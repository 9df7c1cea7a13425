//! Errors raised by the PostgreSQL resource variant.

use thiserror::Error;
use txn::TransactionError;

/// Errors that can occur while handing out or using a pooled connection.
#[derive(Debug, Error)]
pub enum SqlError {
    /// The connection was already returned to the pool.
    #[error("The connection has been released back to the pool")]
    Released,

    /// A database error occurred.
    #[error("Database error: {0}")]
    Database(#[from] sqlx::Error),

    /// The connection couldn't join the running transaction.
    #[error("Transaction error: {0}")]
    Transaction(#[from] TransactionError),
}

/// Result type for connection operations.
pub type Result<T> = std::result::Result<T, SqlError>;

· · · ·

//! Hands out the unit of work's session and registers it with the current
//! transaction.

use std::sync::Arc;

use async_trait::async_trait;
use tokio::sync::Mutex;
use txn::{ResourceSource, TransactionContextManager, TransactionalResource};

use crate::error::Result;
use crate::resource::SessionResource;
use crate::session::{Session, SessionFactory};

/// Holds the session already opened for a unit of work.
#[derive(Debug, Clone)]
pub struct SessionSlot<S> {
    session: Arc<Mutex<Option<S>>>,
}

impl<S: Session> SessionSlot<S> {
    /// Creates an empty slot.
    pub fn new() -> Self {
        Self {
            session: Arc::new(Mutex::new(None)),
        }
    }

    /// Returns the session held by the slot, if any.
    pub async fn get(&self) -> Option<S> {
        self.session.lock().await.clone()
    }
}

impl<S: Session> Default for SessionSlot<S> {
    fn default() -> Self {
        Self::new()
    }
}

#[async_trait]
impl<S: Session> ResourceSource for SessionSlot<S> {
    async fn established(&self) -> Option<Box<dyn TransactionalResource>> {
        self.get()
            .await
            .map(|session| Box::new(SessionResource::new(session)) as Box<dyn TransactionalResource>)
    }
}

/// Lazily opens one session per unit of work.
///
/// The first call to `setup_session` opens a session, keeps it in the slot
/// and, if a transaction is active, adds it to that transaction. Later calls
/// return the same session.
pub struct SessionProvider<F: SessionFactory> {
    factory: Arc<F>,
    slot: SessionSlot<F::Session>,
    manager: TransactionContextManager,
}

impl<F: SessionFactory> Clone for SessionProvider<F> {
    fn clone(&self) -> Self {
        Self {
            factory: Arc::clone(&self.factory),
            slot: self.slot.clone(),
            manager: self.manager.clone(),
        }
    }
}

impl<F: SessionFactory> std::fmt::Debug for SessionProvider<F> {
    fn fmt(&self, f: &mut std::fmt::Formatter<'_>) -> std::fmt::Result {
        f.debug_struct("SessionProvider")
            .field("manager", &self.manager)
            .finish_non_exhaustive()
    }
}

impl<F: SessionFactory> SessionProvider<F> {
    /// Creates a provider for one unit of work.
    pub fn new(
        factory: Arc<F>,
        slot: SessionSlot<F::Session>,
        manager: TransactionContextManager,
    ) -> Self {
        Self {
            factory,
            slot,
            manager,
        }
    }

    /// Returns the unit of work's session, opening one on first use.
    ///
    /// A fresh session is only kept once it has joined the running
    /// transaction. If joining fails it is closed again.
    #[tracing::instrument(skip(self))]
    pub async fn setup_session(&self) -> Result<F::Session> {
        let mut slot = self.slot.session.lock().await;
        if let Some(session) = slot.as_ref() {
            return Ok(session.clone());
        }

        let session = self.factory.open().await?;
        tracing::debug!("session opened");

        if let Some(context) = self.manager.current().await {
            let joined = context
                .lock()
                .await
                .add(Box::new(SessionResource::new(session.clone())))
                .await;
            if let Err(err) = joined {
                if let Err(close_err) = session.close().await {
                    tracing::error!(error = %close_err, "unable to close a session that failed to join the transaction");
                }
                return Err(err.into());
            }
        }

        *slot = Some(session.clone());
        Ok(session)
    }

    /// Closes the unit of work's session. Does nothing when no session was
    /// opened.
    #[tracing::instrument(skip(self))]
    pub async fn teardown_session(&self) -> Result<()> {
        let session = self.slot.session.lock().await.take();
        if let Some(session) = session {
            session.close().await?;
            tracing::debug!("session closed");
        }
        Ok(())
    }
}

· · · ·

» **About this task**
Please return the lines above that run from the line containing "on first use." to the line containing "if let Some(session) = slot.as_ref()", inclusive, exactly and with no other lines.

» **Solution to this exercise**
    /// Returns the unit of work's session, opening one on first use.
    ///
    /// A fresh session is only kept once it has joined the running
    /// transaction. If joining fails it is closed again.
    #[tracing::instrument(skip(self))]
    pub async fn setup_session(&self) -> Result<F::Session> {
        let mut slot = self.slot.session.lock().await;
        if let Some(session) = slot.as_ref() {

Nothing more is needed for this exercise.